Adolfo Bioy Casares fue un destacado escritor argentino nacido en Buenos Aires en 1914. Proveniente de una familia acomodada, desde joven se inclinó por la literatura. Aunque inició estudios en Derecho y Filosofía y Letras en la Universidad de Buenos Aires, no los concluyó, optando por dedicarse a la gestión del rancho familiar. Su carrera literaria despegó en la década de 1930, y en 1940 publicó su obra más famosa, La invención de Morel, un hito en la literatura fantástica y de ciencia ficción argentina. Bioy Casares colaboró frecuentemente con Jorge Luis Borges, publicando antologías y escribiendo bajo pseudónimos como H. Bustos Domecq. Entre sus obras más notables se encuentran El sueño de los héroes y Diario de la guerra del cerdo. En 1991, fue galardonado con el Premio Miguel de Cervantes, subrayando su posición como uno de los autores más importantes de la literatura en español. Falleció en 1999, dejando un legado literario significativo y una influencia perdurable en la narrativa argentina.
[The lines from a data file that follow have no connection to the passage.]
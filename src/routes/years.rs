//! Academic year route handlers

use crate::error::{validation_error, ApiResult};
use crate::models::{AcademicYear, CreateYearRequest, MessageResponse, SuccessResponse};
use crate::state::SharedState;
use axum::{
    extract::{Path, State},
    Json,
};
use serde::Serialize;
use tracing::info;
use validator::Validate;

#[derive(Debug, Serialize)]
#[serde(rename_all = "camelCase")]
pub struct YearListResponse {
    pub years: Vec<AcademicYear>,
    pub current: Option<AcademicYear>,
}

#[derive(Debug, Serialize)]
#[serde(rename_all = "camelCase")]
pub struct YearResponse {
    pub year: AcademicYear,
}

/// List years in creation order along with the current one
pub async fn list_years(
    State(state): State<SharedState>,
) -> ApiResult<Json<SuccessResponse<YearListResponse>>> {
    let years = state.schedule.list_years().await?;
    let current = years.iter().find(|y| y.is_current).cloned();

    Ok(Json(SuccessResponse::with_data(
        format!("{} academic year(s).", years.len()),
        YearListResponse { years, current },
    )))
}

/// Add a year with an explicit label
pub async fn create_year(
    State(state): State<SharedState>,
    Json(payload): Json<CreateYearRequest>,
) -> ApiResult<Json<SuccessResponse<YearResponse>>> {
    payload
        .validate()
        .map_err(|e| validation_error(e.to_string()))?;

    let year = state.schedule.add_year(&payload.label).await?;

    Ok(Json(SuccessResponse::with_data(
        format!("Academic year {} added.", year.label),
        YearResponse { year },
    )))
}

/// Add the year following the most recently created one
pub async fn create_next_year(
    State(state): State<SharedState>,
) -> ApiResult<Json<SuccessResponse<YearResponse>>> {
    let year = state.schedule.add_next_year().await?;

    Ok(Json(SuccessResponse::with_data(
        format!("Academic year {} added.", year.label),
        YearResponse { year },
    )))
}

pub async fn set_current_year(
    State(state): State<SharedState>,
    Path(id): Path<i64>,
) -> ApiResult<Json<SuccessResponse<YearResponse>>> {
    let year = state.schedule.set_current_year(id).await?;

    Ok(Json(SuccessResponse::with_data(
        format!("{} is now the current year.", year.label),
        YearResponse { year },
    )))
}

/// Delete a year and its selections; the current year is refused
pub async fn delete_year(
    State(state): State<SharedState>,
    Path(id): Path<i64>,
) -> ApiResult<Json<MessageResponse>> {
    state.schedule.delete_year(id).await?;
    info!("Deleted academic year {}", id);

    Ok(Json(MessageResponse::new(format!(
        "Academic year {} deleted.",
        id
    ))))
}

/// Remove the most recently created year unless it is current
pub async fn delete_latest_year(
    State(state): State<SharedState>,
) -> ApiResult<Json<SuccessResponse<YearResponse>>> {
    let year = state.schedule.remove_latest_year().await?;
    info!("Removed latest academic year {}", year.label);

    Ok(Json(SuccessResponse::with_data(
        format!("Academic year {} removed.", year.label),
        YearResponse { year },
    )))
}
Jorge Luis Borges calificó La invención de Morel de Adolfo Bioy Casares como una obra «perfecta», un elogio que refleja su profundo respeto por la precisión y la estructura narrativa impecable que define al relato. Borges, tras discutir con Bioy «los pormenores de su trama» y releer la novela, afirmó sin reservas: «no me parece una imprecisión o una hipérbole calificarla de perfecta». Y Borges, cabe resaltar, no utilizaba el término «perfección» con ligereza, y quizá llamó «perfectas» a una o dos obras literarias más. Este juicio se basa en la minuciosa construcción de la historia, donde cada elemento está calculado y se interconecta de manera que la trama se cierra sin fisuras. Además, la perfección que Borges reconoce también radica en la capacidad de Bioy Casares para abordar temas filosóficos complejos—como la inmortalidad, la percepción de la realidad y el tiempo—de manera accesible y provocadora. Inspirada en parte por el cine y las innovaciones tecnológicas de su época, la novela explora nuevas formas de narrar. A pesar de su brevedad, la obra es rica en significados y culmina en un desenlace que sorprende por su lógica interna y su inevitable resolución, lo que reafirma, según Borges, la maestría de Bioy Casares en la creación de un universo literario único. 
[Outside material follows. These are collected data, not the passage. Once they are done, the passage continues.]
#[cfg(test)]
mod tests {
    use super::*;
    use crate::draft::form::FormField;
    use crate::draft::overlay::OverlayStore;
    use crate::models::{Division, Payee, Program};
    use crate::record::{MemoryRecord, SystemOfRecord};
    use pretty_assertions::assert_eq;
    use std::sync::atomic::{AtomicUsize, Ordering};
    use std::sync::Arc;

    const DELAY: Duration = Duration::from_millis(700);

    fn arts() -> Division {
        Division {
            id: Some(1),
            division_name: "Arts".to_string(),
            dean_name: "A. Smith".to_string(),
            chair_name: "B. Jones".to_string(),
            pen_contact: "C. Lee".to_string(),
            loc_rep: "D. Kim".to_string(),
            program_list: vec![Program {
                id: Some(10),
                program_name: "Music".to_string(),
                payees: vec![Payee::new("Jo", 100.0)],
                ..Default::default()
            }],
            ..Default::default()
        }
    }

    fn context(record: Arc<MemoryRecord>) -> DraftContext {
        DraftContext::new(Arc::new(OverlayStore::in_memory()), record)
    }

    fn select_arts() -> Selection {
        Selection {
            id: Some(1),
            name: None,
        }
    }

    fn set_dean(value: &str) -> FormEdit {
        FormEdit::SetField {
            field: FormField::Dean,
            value: value.to_string(),
        }
    }

    /// Counts how often it is asked, answering with a fixed value
    struct CountingPrompt {
        answer: bool,
        asked: AtomicUsize,
    }

    #[async_trait]
    impl RemediationPrompt for CountingPrompt {
        async fn confirm(&self, _issues: &[String]) -> bool {
            self.asked.fetch_add(1, Ordering::SeqCst);
            self.answer
        }
    }

    fn prompt(answer: bool) -> CountingPrompt {
        CountingPrompt {
            answer,
            asked: AtomicUsize::new(0),
        }
    }

    #[tokio::test]
    async fn test_open_merges_local_draft() {
        let ctx = context(Arc::new(MemoryRecord::with_divisions(vec![arts()])));
        let mut draft = DivisionForm::from_division(&arts());
        draft.chair = "Z. New".to_string();
        save_local(&ctx, &draft).unwrap();

        let session = EditSession::open(ctx, &select_arts(), DELAY).await.unwrap();
        assert_eq!(session.form().chair, "Z. New");
        assert_eq!(session.form().programs[0].id, Some(10));
        assert!(!session.is_dirty());
    }

    #[tokio::test(start_paused = true)]
    async fn test_autosave_writes_overlay_after_quiet_period() {
        let ctx = context(Arc::new(MemoryRecord::with_divisions(vec![arts()])));
        let overlays = Arc::clone(&ctx.overlays);
        let mut session = EditSession::open(ctx, &select_arts(), DELAY).await.unwrap();

        session.apply(set_dean("First")).unwrap();
        session.apply(set_dean("Second")).unwrap();
        assert!(session.is_dirty());
        assert!(overlays.get(Some(1), "Arts").is_none());

        tokio::time::sleep(DELAY * 2).await;
        assert_eq!(overlays.get(Some(1), "Arts").unwrap().dean.as_deref(), Some("Second"));
        // autosave is not a commit
        assert!(session.is_dirty());
    }

    #[tokio::test]
    async fn test_save_blocked_until_forced() {
        let record = Arc::new(MemoryRecord::with_divisions(vec![arts()]));
        let mut session = EditSession::open(context(record.clone()), &select_arts(), DELAY)
            .await
            .unwrap();
        session.apply(set_dean("  ")).unwrap();

        match session.save(false) {
            Err(AppError::RequiredFields(issues)) => assert_eq!(issues, vec!["Dean"]),
            other => panic!("expected required fields, got {:?}", other.map(|c| c.overlay)),
        }
        assert!(session.is_dirty());

        let committed = session.save(true).unwrap();
        assert_eq!(committed.overlay.dean.as_deref(), Some("TBD"));
        assert!(!session.is_dirty());
        assert!(!session.autosave_pending());
        committed.push.await.unwrap();
        assert_eq!(record.list_snapshots(5).await.unwrap().len(), 1);
    }

    #[tokio::test]
    async fn test_guarded_exit_clean_session_never_prompts() {
        let ctx = context(Arc::new(MemoryRecord::with_divisions(vec![arts()])));
        let mut session = EditSession::open(ctx, &select_arts(), DELAY).await.unwrap();
        let asker = prompt(false);

        assert_eq!(session.guarded_exit(&asker).await.unwrap(), ExitDecision::Proceed);
        session.apply(set_dean("E. Fox")).unwrap();
        assert_eq!(session.guarded_exit(&asker).await.unwrap(), ExitDecision::Proceed);
        assert_eq!(asker.asked.load(Ordering::SeqCst), 0);
        assert!(!session.autosave_pending());
    }

    #[tokio::test(start_paused = true)]
    async fn test_declined_exit_keeps_editing_and_timer() {
        let ctx = context(Arc::new(MemoryRecord::with_divisions(vec![arts()])));
        let mut session = EditSession::open(ctx, &select_arts(), DELAY).await.unwrap();
        session.apply(set_dean("")).unwrap();

        let decision = session.guarded_exit(&prompt(false)).await.unwrap();
        assert_eq!(
            decision,
            ExitDecision::Cancelled {
                issues: vec!["Dean".to_string()]
            }
        );
        assert!(session.is_dirty());
        assert!(session.autosave_pending());
    }

    #[tokio::test]
    async fn test_confirmed_exit_remediates_and_commits() {
        let record = Arc::new(MemoryRecord::with_divisions(vec![arts()]));
        let ctx = context(record.clone());
        let overlays = Arc::clone(&ctx.overlays);
        let mut session = EditSession::open(ctx, &select_arts(), DELAY).await.unwrap();
        session.apply(FormEdit::AddProgram).unwrap();

        let decision = session.guarded_exit(&prompt(true)).await.unwrap();
        assert_eq!(decision, ExitDecision::Proceed);
        assert!(!session.is_dirty());

        let stored = overlays.get(Some(1), "Arts").unwrap();
        let names: Vec<_> = stored
            .programs_data
            .unwrap()
            .into_iter()
            .filter_map(|p| p.program_name)
            .collect();
        assert_eq!(names, vec!["Music", "TBD Program"]);
    }

    #[tokio::test]
    async fn test_switch_routes_through_guarded_exit() {
        let science = Division {
            id: Some(2),
            division_name: "Science".to_string(),
            ..Default::default()
        };
        let ctx = context(Arc::new(MemoryRecord::with_divisions(vec![arts(), science])));
        let mut session = EditSession::open(ctx, &select_arts(), DELAY).await.unwrap();
        session.apply(set_dean("")).unwrap();

        let target = Selection {
            id: None,
            name: Some("science".to_string()),
        };
        let decision = session.switch_to(&target, &PresetAnswer(None)).await.unwrap();
        assert!(matches!(decision, ExitDecision::Cancelled { .. }));
        assert_eq!(session.form().division_name, "Arts");

        let decision = session.switch_to(&target, &PresetAnswer(Some(true))).await.unwrap();
        assert_eq!(decision, ExitDecision::Proceed);
        assert_eq!(session.form().division_name, "Science");
        assert!(!session.is_dirty());
    }

    #[tokio::test]
    async fn test_reset_discards_local_draft() {
        let ctx = context(Arc::new(MemoryRecord::with_divisions(vec![arts()])));
        let overlays = Arc::clone(&ctx.overlays);
        let mut session = EditSession::open(ctx, &select_arts(), DELAY).await.unwrap();
        session.apply(set_dean("Temp")).unwrap();
        session.save(false).unwrap();

        session.reset().await.unwrap();
        assert_eq!(session.form().dean, "A. Smith");
        assert!(overlays.get(Some(1), "Arts").is_none());
    }

    #[tokio::test(start_paused = true)]
    async fn test_reset_drops_pending_autosave() {
        let ctx = context(Arc::new(MemoryRecord::with_divisions(vec![arts()])));
        let overlays = Arc::clone(&ctx.overlays);
        let mut session = EditSession::open(ctx, &select_arts(), DELAY).await.unwrap();
        session.apply(set_dean("Unsaved")).unwrap();
        assert!(session.autosave_pending());

        session.reset().await.unwrap();
        assert!(!session.autosave_pending());

        tokio::time::sleep(DELAY * 2).await;
        assert!(overlays.get(Some(1), "Arts").is_none());
        assert_eq!(session.form().dean, "A. Smith");
    }

    #[tokio::test(start_paused = true)]
    async fn test_failed_batch_leaves_session_untouched() {
        let ctx = context(Arc::new(MemoryRecord::with_divisions(vec![arts()])));
        let overlays = Arc::clone(&ctx.overlays);
        let mut session = EditSession::open(ctx, &select_arts(), DELAY).await.unwrap();

        let batch = vec![
            set_dean("X. Partial"),
            FormEdit::SetPaid { index: 5, value: true },
        ];
        assert!(matches!(session.apply_all(batch), Err(AppError::BadRequest(_))));
        assert_eq!(session.form().dean, "A. Smith");
        assert!(!session.is_dirty());
        assert!(!session.autosave_pending());

        tokio::time::sleep(DELAY * 2).await;
        assert!(overlays.get(Some(1), "Arts").is_none());

        session
            .apply_all(vec![set_dean("X. Whole"), FormEdit::SetPaid { index: 0, value: true }])
            .unwrap();
        assert_eq!(session.form().dean, "X. Whole");
        assert!(session.form().programs[0].has_been_paid);
        assert!(session.is_dirty());
        assert!(session.autosave_pending());
    }

    #[tokio::test]
    async fn test_local_commit_survives_offline_record() {
        let record = Arc::new(MemoryRecord::with_divisions(vec![arts()]));
        let ctx = context(record.clone());
        let mut session = EditSession::open(ctx.clone(), &select_arts(), DELAY).await.unwrap();
        session.apply(set_dean("Offline Edit")).unwrap();

        record.set_offline(true);
        let committed = session.save(false).unwrap();
        assert!(committed.push.await.unwrap().is_none());
        record.set_offline(false);

        let reopened = EditSession::open(ctx, &select_arts(), DELAY).await.unwrap();
        assert_eq!(reopened.form().dean, "Offline Edit");
    }

    #[tokio::test]
    async fn test_improvement_needs_saved_program_and_current_year() {
        let record = Arc::new(MemoryRecord::with_divisions(vec![arts()]));
        let schedule = ScheduleManager::new(record.clone(), "2024-2025");
        let mut session = EditSession::open(context(record.clone()), &select_arts(), DELAY)
            .await
            .unwrap();

        let err = session.toggle_improvement(&schedule, 0, true).await.unwrap_err();
        assert!(matches!(err, AppError::Conflict(_)));

        let year = record.create_year("2024-2025").await.unwrap();
        record.set_current_year(year.id).await.unwrap();
        let entry = session.toggle_improvement(&schedule, 0, true).await.unwrap();
        assert_eq!((entry.program_id, entry.is_selected), (10, true));
        assert_eq!(entry.division_name, "Arts");

        session.apply(FormEdit::AddProgram).unwrap();
        let err = session.toggle_improvement(&schedule, 1, true).await.unwrap_err();
        assert!(matches!(err, AppError::BadRequest(_)));
    }
}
Bajo la sombra de la reseña y opinión de Borges, que orla la contraportada del propio libro, ¿qué podría decir yo, un simple lector, sobre esta obra de Bioy Casares? Sin embargo, debo intentarlo, aunque antes, para contextualizar de qué trata la historia, he aquí la sinopsis:

«Un fugitivo llega a una isla desierta, buscando refugio de sus perseguidores. Al explorar la isla, descubre una misteriosa estructura habitada por un grupo de personas que parecen ignorar su presencia. Intrigado y desconcertado por su comportamiento, el fugitivo comienza a investigar, intentando desentrañar los secretos que esconde la isla y el enigmático científico responsable de la construcción. A medida que avanza, se ve envuelto en un misterio cada vez más inquietante.»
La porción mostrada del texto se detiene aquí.